Firsly, I carry around my state as nested arrays, the structure of which I initialize in constructors.

function Table(i) {
   have(i,"rows")
   have(i,"cols","Cols")
}

The have function ensures that some variable is a nested array with certain keys (in this case, rows and cols).

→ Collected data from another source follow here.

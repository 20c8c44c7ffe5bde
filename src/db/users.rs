use async_trait::async_trait;
use chrono::{DateTime, Utc};
use rusqlite::{params, OptionalExtension, Row};

use crate::db::models::{from_millis, to_millis, NewUser, Profile, ProfileUpdate, User};
use crate::db::RepositoryError;
use crate::state::DbPool;

/// Every read and write against the `users` table.
#[async_trait]
pub trait UserRepository: Send + Sync {
    async fn find_by_username(&self, username: &str) -> Result<Option<User>, RepositoryError>;

    async fn find_by_email(&self, email: &str) -> Result<Option<User>, RepositoryError>;

    /// First user whose username OR email matches.
    async fn find_by_username_or_email(
        &self,
        username: &str,
        email: &str,
    ) -> Result<Option<User>, RepositoryError>;

    /// Insert a user and return its id. A uniqueness violation on username or
    /// email is reported as `RepositoryError::Conflict`.
    async fn create(
        &self,
        user: &NewUser,
        created_at: DateTime<Utc>,
    ) -> Result<String, RepositoryError>;

    async fn set_reset_token(
        &self,
        user_id: &str,
        token: &str,
        expires_at: DateTime<Utc>,
    ) -> Result<(), RepositoryError>;

    /// User holding `token` whose expiry is strictly after `now`.
    async fn find_by_reset_token(
        &self,
        token: &str,
        now: DateTime<Utc>,
    ) -> Result<Option<User>, RepositoryError>;

    /// Replace the password hash and clear the reset token in one conditional
    /// write. Returns false when no unexpired row held the token.
    async fn redeem_reset_token(
        &self,
        token: &str,
        now: DateTime<Utc>,
        password_hash: &str,
    ) -> Result<bool, RepositoryError>;

    async fn profile(&self, user_id: &str) -> Result<Option<Profile>, RepositoryError>;

    /// Returns false when the user does not exist.
    async fn update_profile(
        &self,
        user_id: &str,
        update: &ProfileUpdate,
    ) -> Result<bool, RepositoryError>;
}

pub struct SqliteUserRepository {
    pool: DbPool,
}

impl SqliteUserRepository {
    pub fn new(pool: DbPool) -> Self {
        Self { pool }
    }
}

const USER_COLUMNS: &str =
    "id, username, email, password_hash, reset_token, reset_token_expiry, created_at";

fn user_from_row(row: &Row<'_>) -> rusqlite::Result<User> {
    Ok(User {
        id: row.get(0)?,
        username: row.get(1)?,
        email: row.get(2)?,
        password_hash: row.get(3)?,
        reset_token: row.get(4)?,
        reset_token_expiry: row.get(5)?,
        created_at: from_millis(row.get(6)?),
    })
}

fn is_unique_violation(err: &rusqlite::Error) -> bool {
    matches!(
        err,
        rusqlite::Error::SqliteFailure(e, _)
            if e.extended_code == rusqlite::ffi::SQLITE_CONSTRAINT_UNIQUE
    )
}

#[async_trait]
impl UserRepository for SqliteUserRepository {
    async fn find_by_username(&self, username: &str) -> Result<Option<User>, RepositoryError> {
        let conn = self.pool.get()?;
        let user = conn
            .query_row(
                &format!("SELECT {USER_COLUMNS} FROM users WHERE username = ?1"),
                params![username],
                user_from_row,
            )
            .optional()?;
        Ok(user)
    }

    async fn find_by_email(&self, email: &str) -> Result<Option<User>, RepositoryError> {
        let conn = self.pool.get()?;
        let user = conn
            .query_row(
                &format!("SELECT {USER_COLUMNS} FROM users WHERE email = ?1"),
                params![email],
                user_from_row,
            )
            .optional()?;
        Ok(user)
    }

    async fn find_by_username_or_email(
        &self,
        username: &str,
        email: &str,
    ) -> Result<Option<User>, RepositoryError> {
        let conn = self.pool.get()?;
        let user = conn
            .query_row(
                &format!(
                    "SELECT {USER_COLUMNS} FROM users WHERE username = ?1 OR email = ?2 LIMIT 1"
                ),
                params![username, email],
                user_from_row,
            )
            .optional()?;
        Ok(user)
    }

    async fn create(
        &self,
        user: &NewUser,
        created_at: DateTime<Utc>,
    ) -> Result<String, RepositoryError> {
        let conn = self.pool.get()?;
        let id = uuid::Uuid::now_v7().to_string();

        conn.execute(
            "INSERT INTO users (id, username, email, password_hash, created_at)
             VALUES (?1, ?2, ?3, ?4, ?5)",
            params![
                id,
                user.username,
                user.email,
                user.password_hash,
                to_millis(created_at)
            ],
        )
        .map_err(|e| {
            if is_unique_violation(&e) {
                RepositoryError::Conflict(format!("user {} / {}", user.username, user.email))
            } else {
                e.into()
            }
        })?;

        Ok(id)
    }

    async fn set_reset_token(
        &self,
        user_id: &str,
        token: &str,
        expires_at: DateTime<Utc>,
    ) -> Result<(), RepositoryError> {
        let conn = self.pool.get()?;
        let rows = conn.execute(
            "UPDATE users SET reset_token = ?1, reset_token_expiry = ?2 WHERE id = ?3",
            params![token, to_millis(expires_at), user_id],
        )?;

        if rows == 0 {
            return Err(RepositoryError::NotFound(format!("user {user_id}")));
        }
        Ok(())
    }

    async fn find_by_reset_token(
        &self,
        token: &str,
        now: DateTime<Utc>,
    ) -> Result<Option<User>, RepositoryError> {
        let conn = self.pool.get()?;
        let user = conn
            .query_row(
                &format!(
                    "SELECT {USER_COLUMNS} FROM users
                     WHERE reset_token = ?1 AND reset_token_expiry > ?2
                     LIMIT 1"
                ),
                params![token, to_millis(now)],
                user_from_row,
            )
            .optional()?;
        Ok(user)
    }

    async fn redeem_reset_token(
        &self,
        token: &str,
        now: DateTime<Utc>,
        password_hash: &str,
    ) -> Result<bool, RepositoryError> {
        let conn = self.pool.get()?;
        let rows = conn.execute(
            "UPDATE users
             SET password_hash = ?1, reset_token = NULL, reset_token_expiry = NULL
             WHERE reset_token = ?2 AND reset_token_expiry > ?3",
            params![password_hash, token, to_millis(now)],
        )?;
        Ok(rows > 0)
    }

    async fn profile(&self, user_id: &str) -> Result<Option<Profile>, RepositoryError> {
        let conn = self.pool.get()?;
        let profile = conn
            .query_row(
                "SELECT id, username, email, first_name, last_name, age, gender, address, website
                 FROM users WHERE id = ?1",
                params![user_id],
                |row| {
                    Ok(Profile {
                        id: row.get(0)?,
                        username: row.get(1)?,
                        email: row.get(2)?,
                        first_name: row.get(3)?,
                        last_name: row.get(4)?,
                        age: row.get(5)?,
                        gender: row.get(6)?,
                        address: row.get(7)?,
                        website: row.get(8)?,
                    })
                },
            )
            .optional()?;
        Ok(profile)
    }

    async fn update_profile(
        &self,
        user_id: &str,
        update: &ProfileUpdate,
    ) -> Result<bool, RepositoryError> {
        let conn = self.pool.get()?;

        // Each text column gets a (present, value) pair so absent fields keep
        // their stored value.
        let rows = conn.execute(
            "UPDATE users SET
                first_name = CASE WHEN ?2 THEN ?3 ELSE first_name END,
                last_name  = CASE WHEN ?4 THEN ?5 ELSE last_name END,
                gender     = CASE WHEN ?6 THEN ?7 ELSE gender END,
                address    = CASE WHEN ?8 THEN ?9 ELSE address END,
                website    = CASE WHEN ?10 THEN ?11 ELSE website END,
                age        = ?12
             WHERE id = ?1",
            params![
                user_id,
                update.first_name.is_some(),
                update.first_name.clone().flatten(),
                update.last_name.is_some(),
                update.last_name.clone().flatten(),
                update.gender.is_some(),
                update.gender.clone().flatten(),
                update.address.is_some(),
                update.address.clone().flatten(),
                update.website.is_some(),
                update.website.clone().flatten(),
                update.age,
            ],
        )?;
        Ok(rows > 0)
    }
}

#[cfg(test)]
mod tests {
    use super::*;
    use crate::db::test_pool;
    use chrono::Duration;

    fn new_user(username: &str, email: &str) -> NewUser {
        NewUser {
            username: username.into(),
            email: email.into(),
            password_hash: "hash".into(),
        }
    }

    #[tokio::test]
    async fn create_and_find_by_username_and_email() {
        let repo = SqliteUserRepository::new(test_pool());
        let id = repo
            .create(&new_user("alice", "alice@example.com"), Utc::now())
            .await
            .unwrap();

        let by_name = repo.find_by_username("alice").await.unwrap().unwrap();
        assert_eq!(by_name.id, id);
        let by_email = repo
            .find_by_email("alice@example.com")
            .await
            .unwrap()
            .unwrap();
        assert_eq!(by_email.id, id);
        assert!(repo.find_by_username("bob").await.unwrap().is_none());
    }

    #[tokio::test]
    async fn find_by_username_or_email_matches_either_field() {
        let repo = SqliteUserRepository::new(test_pool());
        repo.create(&new_user("alice", "alice@example.com"), Utc::now())
            .await
            .unwrap();

        assert!(repo
            .find_by_username_or_email("alice", "new@example.com")
            .await
            .unwrap()
            .is_some());
        assert!(repo
            .find_by_username_or_email("newbie", "alice@example.com")
            .await
            .unwrap()
            .is_some());
        assert!(repo
            .find_by_username_or_email("newbie", "new@example.com")
            .await
            .unwrap()
            .is_none());
    }

    #[tokio::test]
    async fn duplicate_insert_is_a_conflict() {
        let repo = SqliteUserRepository::new(test_pool());
        repo.create(&new_user("alice", "alice@example.com"), Utc::now())
            .await
            .unwrap();

        let err = repo
            .create(&new_user("alice", "other@example.com"), Utc::now())
            .await
            .unwrap_err();
        assert!(matches!(err, RepositoryError::Conflict(_)));
    }

    #[tokio::test]
    async fn reset_token_lookup_uses_strict_expiry() {
        let repo = SqliteUserRepository::new(test_pool());
        let id = repo
            .create(&new_user("alice", "alice@example.com"), Utc::now())
            .await
            .unwrap();
        let expiry = Utc::now() + Duration::hours(1);
        repo.set_reset_token(&id, "tok", expiry).await.unwrap();

        let before = expiry - Duration::milliseconds(1);
        assert!(repo.find_by_reset_token("tok", before).await.unwrap().is_some());
        assert!(repo.find_by_reset_token("tok", expiry).await.unwrap().is_none());
        assert!(repo.find_by_reset_token("other", before).await.unwrap().is_none());
    }

    #[tokio::test]
    async fn redeem_clears_token_and_only_succeeds_once() {
        let repo = SqliteUserRepository::new(test_pool());
        let id = repo
            .create(&new_user("alice", "alice@example.com"), Utc::now())
            .await
            .unwrap();
        let now = Utc::now();
        repo.set_reset_token(&id, "tok", now + Duration::hours(1))
            .await
            .unwrap();

        assert!(repo.redeem_reset_token("tok", now, "new-hash").await.unwrap());
        assert!(!repo.redeem_reset_token("tok", now, "newer-hash").await.unwrap());

        let user = repo.find_by_username("alice").await.unwrap().unwrap();
        assert_eq!(user.password_hash, "new-hash");
        assert!(user.reset_token.is_none());
        assert!(user.reset_token_expiry.is_none());
    }

    #[tokio::test]
    async fn set_reset_token_for_missing_user_is_not_found() {
        let repo = SqliteUserRepository::new(test_pool());
        let err = repo
            .set_reset_token("ghost", "tok", Utc::now())
            .await
            .unwrap_err();
        assert!(matches!(err, RepositoryError::NotFound(_)));
    }

    #[tokio::test]
    async fn update_profile_keeps_absent_fields_and_clears_null_ones() {
        let repo = SqliteUserRepository::new(test_pool());
        let id = repo
            .create(&new_user("alice", "alice@example.com"), Utc::now())
            .await
            .unwrap();

        let first = ProfileUpdate {
            first_name: Some(Some("Alice".into())),
            last_name: Some(Some("Liddell".into())),
            age: Some(30),
            website: Some(Some("https://example.com".into())),
            ..Default::default()
        };
        assert!(repo.update_profile(&id, &first).await.unwrap());

        let second = ProfileUpdate {
            last_name: Some(None),
            website: Some(Some(String::new())),
            age: None,
            ..Default::default()
        };
        assert!(repo.update_profile(&id, &second).await.unwrap());

        let profile = repo.profile(&id).await.unwrap().unwrap();
        assert_eq!(profile.first_name.as_deref(), Some("Alice"));
        assert_eq!(profile.last_name, None);
        assert_eq!(profile.website.as_deref(), Some(""));
        assert_eq!(profile.age, None);
    }

    #[tokio::test]
    async fn update_profile_for_missing_user_reports_false() {
        let repo = SqliteUserRepository::new(test_pool());
        let updated = repo
            .update_profile("ghost", &ProfileUpdate::default())
            .await
            .unwrap();
        assert!(!updated);
        assert!(repo.profile("ghost").await.unwrap().is_none());
    }
}
use axum::http::{header, HeaderMap};
use chrono::{Duration, Utc};
use jsonwebtoken::{decode, encode, DecodingKey, EncodingKey, Header, Validation};
use rand::Rng;
use serde::{Deserialize, Serialize};
use thiserror::Error;

use crate::db::models::Identity;

#[derive(Debug, Error)]
pub enum SessionError {
    #[error("Failed to sign session token: {0}")]
    Signing(jsonwebtoken::errors::Error),

    #[error("Invalid session token: {0}")]
    Invalid(jsonwebtoken::errors::Error),
}

/// Identity recovered from a session token, without a store lookup.
#[derive(Debug, Clone, PartialEq, Eq, Serialize)]
pub struct SessionUser {
    pub id: String,
    pub username: String,
}

/// Issues and verifies stateless session tokens.
pub trait SessionCodec: Send + Sync {
    fn issue(&self, identity: &Identity) -> Result<String, SessionError>;

    fn verify(&self, token: &str) -> Result<SessionUser, SessionError>;
}

#[derive(Debug, Serialize, Deserialize)]
struct Claims {
    sub: String,
    username: String,
    iat: i64,
    exp: i64,
}

/// Longest session lifetime accepted from configuration (ten years).
pub const MAX_SESSION_HOURS: u64 = 24 * 365 * 10;

/// HS256 JWT sessions.
pub struct JwtSessionCodec {
    encoding: EncodingKey,
    decoding: DecodingKey,
    lifetime: Duration,
}

impl JwtSessionCodec {
    pub fn new(secret: &[u8], lifetime_hours: u64) -> Self {
        Self {
            encoding: EncodingKey::from_secret(secret),
            decoding: DecodingKey::from_secret(secret),
            lifetime: Duration::hours(lifetime_hours.min(MAX_SESSION_HOURS) as i64),
        }
    }

    fn sign(&self, claims: &Claims) -> Result<String, SessionError> {
        encode(&Header::default(), claims, &self.encoding).map_err(SessionError::Signing)
    }
}

impl SessionCodec for JwtSessionCodec {
    fn issue(&self, identity: &Identity) -> Result<String, SessionError> {
        let now = Utc::now();
        self.sign(&Claims {
            sub: identity.id.clone(),
            username: identity.username.clone(),
            iat: now.timestamp(),
            exp: (now + self.lifetime).timestamp(),
        })
    }

    fn verify(&self, token: &str) -> Result<SessionUser, SessionError> {
        let data = decode::<Claims>(token, &self.decoding, &Validation::default())
            .map_err(SessionError::Invalid)?;
        Ok(SessionUser {
            id: data.claims.sub,
            username: data.claims.username,
        })
    }
}

/// Random 32-byte hex secret, used when none is configured.
pub fn generate_secret() -> String {
    let bytes: [u8; 32] = rand::thread_rng().gen();
    hex::encode(bytes)
}

// -- Cookie helpers --

pub fn session_cookie(name: &str, token: &str, max_age_hours: u64) -> String {
    let max_age_secs = max_age_hours.checked_mul(3600).unwrap_or(u64::MAX);
    format!(
        "{}={}; HttpOnly; SameSite=Lax; Path=/; Max-Age={}",
        name, token, max_age_secs
    )
}

pub fn clear_session_cookie(name: &str) -> String {
    format!("{}=; HttpOnly; SameSite=Lax; Path=/; Max-Age=0", name)
}

/// Session token from the named cookie, falling back to a bearer header.
pub fn extract_session_token<'a>(headers: &'a HeaderMap, cookie_name: &str) -> Option<&'a str> {
    let from_cookie = headers
        .get_all(header::COOKIE)
        .iter()
        .filter_map(|v| v.to_str().ok())
        .flat_map(|s| s.split(';'))
        .map(|s| s.trim())
        .find_map(|cookie| {
            let mut split = cookie.splitn(2, '=');
            let key = split.next()?.trim();
            let val = split.next()?.trim();
            (key == cookie_name && !val.is_empty()).then_some(val)
        });

    from_cookie.or_else(|| {
        headers
            .get(header::AUTHORIZATION)
            .and_then(|h| h.to_str().ok())
            .and_then(|h| h.strip_prefix("Bearer "))
            .map(|t| t.trim())
            .filter(|t| !t.is_empty())
    })
}
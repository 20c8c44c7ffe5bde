use thiserror::Error;

#[derive(Debug, Error)]
#[error("Password hashing failed: {0}")]
pub struct PasswordError(#[from] bcrypt::BcryptError);

/// One-way bcrypt hashing with a fixed work factor.
#[derive(Debug, Clone, Copy)]
pub struct PasswordHasher {
    cost: u32,
}

impl PasswordHasher {
    pub fn new(cost: u32) -> Self {
        Self { cost }
    }

    pub fn hash(&self, password: &str) -> Result<String, PasswordError> {
        Ok(bcrypt::hash(password, self.cost)?)
    }

    /// bcrypt re-derives the hash with the stored salt and cost, so the work
    /// done does not depend on where the candidate diverges.
    pub fn verify(&self, password: &str, hash: &str) -> Result<bool, PasswordError> {
        Ok(bcrypt::verify(password, hash)?)
    }
}

impl Default for PasswordHasher {
    fn default() -> Self {
        Self::new(bcrypt::DEFAULT_COST)
    }
}

#[cfg(test)]
mod tests {
    use super::*;

    fn hasher() -> PasswordHasher {
        PasswordHasher::new(4 /* bcrypt minimum cost */)
    }

    #[test]
    fn hash_and_verify() {
        let hash = hasher().hash("my_secure_password").unwrap();
        assert!(hasher().verify("my_secure_password", &hash).unwrap());
        assert!(!hasher().verify("wrong_password", &hash).unwrap());
    }

    #[test]
    fn same_password_gets_different_salts() {
        let h1 = hasher().hash("same").unwrap();
        let h2 = hasher().hash("same").unwrap();
        assert_ne!(h1, h2);
        assert!(hasher().verify("same", &h1).unwrap());
        assert!(hasher().verify("same", &h2).unwrap());
    }

    #[test]
    fn hash_uses_configured_cost() {
        let hash = PasswordHasher::new(10).hash("pw").unwrap();
        assert!(hash.starts_with("$2b$10$"));
    }

    #[test]
    fn malformed_hash_is_an_error() {
        assert!(hasher().verify("pw", "not-a-bcrypt-hash").is_err());
    }
}
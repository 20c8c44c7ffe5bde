use std::sync::Arc;

use chrono::Utc;
use thiserror::Error;

use crate::auth::password::{PasswordError, PasswordHasher};
use crate::db::models::{Identity, NewUser};
use crate::db::users::UserRepository;
use crate::db::RepositoryError;

pub const INVALID_CREDENTIALS: &str = "Invalid username/password, Try again!";
pub const DUPLICATE_ACCOUNT: &str = "Username or email already exists";

#[derive(Debug, Error)]
pub enum AuthError {
    /// Same error for every rejection so callers cannot tell which part was wrong.
    #[error("Invalid username/password, Try again!")]
    InvalidCredentials,

    #[error("Username or email already exists")]
    DuplicateAccount,

    #[error(transparent)]
    Repository(#[from] RepositoryError),

    #[error(transparent)]
    Password(#[from] PasswordError),
}

/// Registration and credential checks against the user store.
#[derive(Clone)]
pub struct Authenticator {
    users: Arc<dyn UserRepository>,
    hasher: PasswordHasher,
}

impl Authenticator {
    pub fn new(users: Arc<dyn UserRepository>, hasher: PasswordHasher) -> Self {
        Self { users, hasher }
    }

    /// Create an account after checking that neither the username nor the
    /// email is taken. The check and the insert are separate statements; a
    /// racing insert is caught by the store's unique constraints and reported
    /// the same way.
    pub async fn register(
        &self,
        username: &str,
        email: &str,
        password: &str,
    ) -> Result<String, AuthError> {
        if self
            .users
            .find_by_username_or_email(username, email)
            .await?
            .is_some()
        {
            return Err(AuthError::DuplicateAccount);
        }

        let password_hash = self.hasher.hash(password)?;
        let user = NewUser {
            username: username.to_string(),
            email: email.to_string(),
            password_hash,
        };

        match self.users.create(&user, Utc::now()).await {
            Ok(id) => {
                tracing::info!("Registered user {} ({})", username, id);
                Ok(id)
            }
            Err(RepositoryError::Conflict(_)) => Err(AuthError::DuplicateAccount),
            Err(e) => Err(e.into()),
        }
    }

    /// Verify a username/password pair. Missing or empty values, an unknown
    /// username and a wrong password all yield `InvalidCredentials`.
    pub async fn authorize(
        &self,
        username: Option<&str>,
        password: Option<&str>,
    ) -> Result<Identity, AuthError> {
        let (Some(username), Some(password)) = (
            username.filter(|u| !u.is_empty()),
            password.filter(|p| !p.is_empty()),
        ) else {
            return Err(AuthError::InvalidCredentials);
        };

        let Some(user) = self.users.find_by_username(username).await? else {
            tracing::warn!("Login rejected: unknown username");
            return Err(AuthError::InvalidCredentials);
        };

        if !self.hasher.verify(password, &user.password_hash)? {
            tracing::warn!("Login rejected for {}: wrong password", user.username);
            return Err(AuthError::InvalidCredentials);
        }

        Ok(user.into())
    }
}

#[cfg(test)]
mod tests {
    use super::*;
    use crate::db::models::{Profile, ProfileUpdate, User};
    use crate::db::test_pool;
    use crate::db::users::SqliteUserRepository;
    use async_trait::async_trait;
    use chrono::DateTime;

    /// Store where another registration lands between the existence check
    /// and the insert: lookups find nothing, the insert hits the constraint.
    struct RacedUsers;

    #[async_trait]
    impl UserRepository for RacedUsers {
        async fn find_by_username(&self, _: &str) -> Result<Option<User>, RepositoryError> {
            Ok(None)
        }

        async fn find_by_email(&self, _: &str) -> Result<Option<User>, RepositoryError> {
            Ok(None)
        }

        async fn find_by_username_or_email(
            &self,
            _: &str,
            _: &str,
        ) -> Result<Option<User>, RepositoryError> {
            Ok(None)
        }

        async fn create(
            &self,
            user: &NewUser,
            _: DateTime<Utc>,
        ) -> Result<String, RepositoryError> {
            Err(RepositoryError::Conflict(user.username.clone()))
        }

        async fn set_reset_token(
            &self,
            _: &str,
            _: &str,
            _: DateTime<Utc>,
        ) -> Result<(), RepositoryError> {
            unimplemented!()
        }

        async fn find_by_reset_token(
            &self,
            _: &str,
            _: DateTime<Utc>,
        ) -> Result<Option<User>, RepositoryError> {
            unimplemented!()
        }

        async fn redeem_reset_token(
            &self,
            _: &str,
            _: DateTime<Utc>,
            _: &str,
        ) -> Result<bool, RepositoryError> {
            unimplemented!()
        }

        async fn profile(&self, _: &str) -> Result<Option<Profile>, RepositoryError> {
            unimplemented!()
        }

        async fn update_profile(
            &self,
            _: &str,
            _: &ProfileUpdate,
        ) -> Result<bool, RepositoryError> {
            unimplemented!()
        }
    }

    fn authenticator() -> Authenticator {
        Authenticator::new(
            Arc::new(SqliteUserRepository::new(test_pool())),
            PasswordHasher::new(4 /* bcrypt minimum cost */),
        )
    }

    #[tokio::test]
    async fn register_then_authorize_returns_identity_projection() {
        let auth = authenticator();
        let id = auth
            .register("testuser", "test@example.com", "correctpassword")
            .await
            .unwrap();

        let identity = auth
            .authorize(Some("testuser"), Some("correctpassword"))
            .await
            .unwrap();
        assert_eq!(
            identity,
            Identity {
                id,
                username: "testuser".into(),
                email: "test@example.com".into(),
            }
        );
    }

    #[tokio::test]
    async fn duplicate_username_or_email_is_rejected() {
        let auth = authenticator();
        auth.register("alice", "alice@example.com", "pw").await.unwrap();

        let same_name = auth.register("alice", "new@example.com", "pw").await;
        assert!(matches!(same_name, Err(AuthError::DuplicateAccount)));

        let same_email = auth.register("bob", "alice@example.com", "pw").await;
        assert!(matches!(same_email, Err(AuthError::DuplicateAccount)));
    }

    #[tokio::test]
    async fn every_rejection_has_the_same_message() {
        let auth = authenticator();
        auth.register("testuser", "test@example.com", "secret")
            .await
            .unwrap();

        let attempts = [
            (None, None),
            (Some("testuser"), None),
            (None, Some("secret")),
            (Some(""), Some("secret")),
            (Some("testuser"), Some("")),
            (Some("nonexistent"), Some("secret")),
            (Some("testuser"), Some("wrongpassword")),
        ];
        for (username, password) in attempts {
            let err = auth.authorize(username, password).await.unwrap_err();
            assert!(matches!(err, AuthError::InvalidCredentials));
            assert_eq!(err.to_string(), INVALID_CREDENTIALS);
        }
    }

    #[tokio::test]
    async fn stored_hash_is_not_the_plaintext() {
        let pool = test_pool();
        let users = Arc::new(SqliteUserRepository::new(pool));
        let auth = Authenticator::new(users.clone(), PasswordHasher::new(4 /* bcrypt minimum cost */));
        auth.register("alice", "alice@example.com", "plaintext")
            .await
            .unwrap();

        let user = users.find_by_username("alice").await.unwrap().unwrap();
        assert_ne!(user.password_hash, "plaintext");
        assert!(user.password_hash.starts_with("$2b$"));
    }

    #[tokio::test]
    async fn conflict_on_insert_is_reported_as_duplicate() {
        let auth = Authenticator::new(Arc::new(RacedUsers), PasswordHasher::new(4 /* bcrypt minimum cost */));

        let err = auth
            .register("alice", "alice@example.com", "pw")
            .await
            .unwrap_err();
        assert!(matches!(err, AuthError::DuplicateAccount));
        assert_eq!(err.to_string(), DUPLICATE_ACCOUNT);
    }
}
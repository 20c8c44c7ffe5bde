use axum::extract::State;
use axum::routing::get;
use axum::{Json, Router};
use serde::{Deserialize, Deserializer};
use serde_json::{json, Value};

use crate::db::models::{Profile, ProfileUpdate};
use crate::error::{AppError, AppResult};
use crate::extractors::{CurrentUser, JsonBody};
use crate::state::AppState;

pub fn router() -> Router<AppState> {
    Router::new().route("/api/profile", get(get_profile).put(update_profile))
}

/// Absent text fields are left untouched, `null` clears them, strings
/// (empty ones included) overwrite them.
#[derive(Deserialize, Default)]
#[serde(default, rename_all = "camelCase")]
pub struct UpdateProfileRequest {
    #[serde(deserialize_with = "present")]
    pub first_name: Option<Option<String>>,
    #[serde(deserialize_with = "present")]
    pub last_name: Option<Option<String>>,
    pub age: Option<Value>,
    #[serde(deserialize_with = "present")]
    pub gender: Option<Option<String>>,
    #[serde(deserialize_with = "present")]
    pub address: Option<Option<String>>,
    #[serde(deserialize_with = "present")]
    pub website: Option<Option<String>>,
}

fn present<'de, D>(deserializer: D) -> Result<Option<Option<String>>, D::Error>
where
    D: Deserializer<'de>,
{
    Option::<String>::deserialize(deserializer).map(Some)
}

/// GET /api/profile: whitelisted fields only. `null` if the account behind
/// the session no longer exists.
async fn get_profile(
    State(state): State<AppState>,
    user: CurrentUser,
) -> AppResult<Json<Option<Profile>>> {
    Ok(Json(state.users.profile(&user.id).await?))
}

/// PUT /api/profile
async fn update_profile(
    State(state): State<AppState>,
    user: CurrentUser,
    JsonBody(req): JsonBody<UpdateProfileRequest>,
) -> AppResult<Json<Value>> {
    let update = ProfileUpdate {
        first_name: req.first_name,
        last_name: req.last_name,
        age: parse_age(req.age.as_ref())?,
        gender: req.gender,
        address: req.address,
        website: req.website,
    };

    if !state.users.update_profile(&user.id, &update).await? {
        return Err(AppError::Internal(format!(
            "profile update for missing user {}",
            user.id
        )));
    }

    tracing::info!("User {} updated their profile", user.username);
    Ok(Json(json!({ "message": "Profile updated successfully!" })))
}

/// Falsy input (absent, `null`, `""`, `0`, `false`) clears the age. Strings
/// use their leading integer; any other number is truncated, so `0.5` is `0`.
pub fn parse_age(age: Option<&Value>) -> AppResult<Option<i64>> {
    let invalid = || AppError::BadRequest("Age must be a number".into());

    match age {
        None | Some(Value::Null) | Some(Value::Bool(false)) => Ok(None),
        Some(Value::String(s)) if s.is_empty() => Ok(None),
        Some(Value::String(s)) => leading_integer(s).map(Some).ok_or_else(invalid),
        Some(Value::Number(n)) => match n.as_i64() {
            Some(0) => Ok(None),
            Some(i) => Ok(Some(i)),
            None => match n.as_f64() {
                Some(f) if f == 0.0 => Ok(None),
                Some(f) if f.is_finite() && f.abs() < i64::MAX as f64 => Ok(Some(f.trunc() as i64)),
                _ => Err(invalid()),
            },
        },
        Some(_) => Err(invalid()),
    }
}

/// Optional sign followed by at least one digit, after leading whitespace.
/// Anything after the digits is ignored.
fn leading_integer(s: &str) -> Option<i64> {
    let s = s.trim_start();
    let (sign, rest) = match s.as_bytes().first() {
        Some(b'-') => ("-", &s[1..]),
        Some(b'+') => ("", &s[1..]),
        _ => ("", s),
    };
    let digits: String = rest.chars().take_while(|c| c.is_ascii_digit()).collect();
    if digits.is_empty() {
        return None;
    }
    format!("{sign}{digits}").parse().ok()
}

function have(lst,key,fun)   { 
  lst[key][1];    
  delete lst[key][1]
  if (fun)
    @fun(lst[key])
}

Have has an optional third argument which, is used, defines some nested constructor. For example, in the above, the Cols constructor was offered as the way to initialize the cols key of a Table:

function Cols(i) {
  i["n"]   = 0
  i["sum"] = 0
}

Much Less `/pattern/ {action}`

Most of my code makes no use of pattern-directed programming. Why? Well, you can't build libraries of reusable code if every line in the library wants to takeover the top-level control for itself. So when I need to read from files or standard input, I to things like the following. Here, t is the Table initialized above and

line is the function used to read the next line;
f0,f1 are functions called to update the Table - f0 processes the header of the file (on line 1); - f1 processes all the all line

function readcsv(file,t,line,f0,f1,    str,a,n) {
  str = @line(file)
  while(str != -1) {
    split(str,a,FS)
    if(n++) 
      @f1(t,a)
    else    
      @f0(t,a)
    str = @line(file)
  }
  close(file)
}

function _readline(file,   str) {
  # if a line ends with ",", it is continues on next line
  if ((getline str < file) > 0) {
    gsub(/[ \t\r]*/,"",str)  # kill whitespace
    gsub(/#.*$/,"",str)      
    if ( str ~ /,$/ )
      return str _readcsvLine(file)
    else
      return str
  }
  return -1
}
function _readcsvHead(t,lst,i,
                      klassed,n,txt) {
  for(n in lst) {
    txt = lst[n]
	 	have(t.cols.all,n)
    Column(t.cols.all[n],txt,n)
    if (txt ~ /^</)  {
       klassed++
       t.cols.less[n]
    } else if (txt ~ /^>/)  {
       klassed++
       t.cols.more[n]
    } else if (txt ~ /^!/)  {
       klassed++
		   t.cols.klass[n]
	  } else
       t.cols.indep[n]
  }
}
function _readcsvRow(t,lst,   j) {
   j=length(t.rows)+1
   have(t.rows,j,"Row")
   Row1(t.rows[j], t, lst)
}

Define all locals. Add extra arguments to function definitions so none of the temporaries used in

AWK locals can be defined as extra function arguments.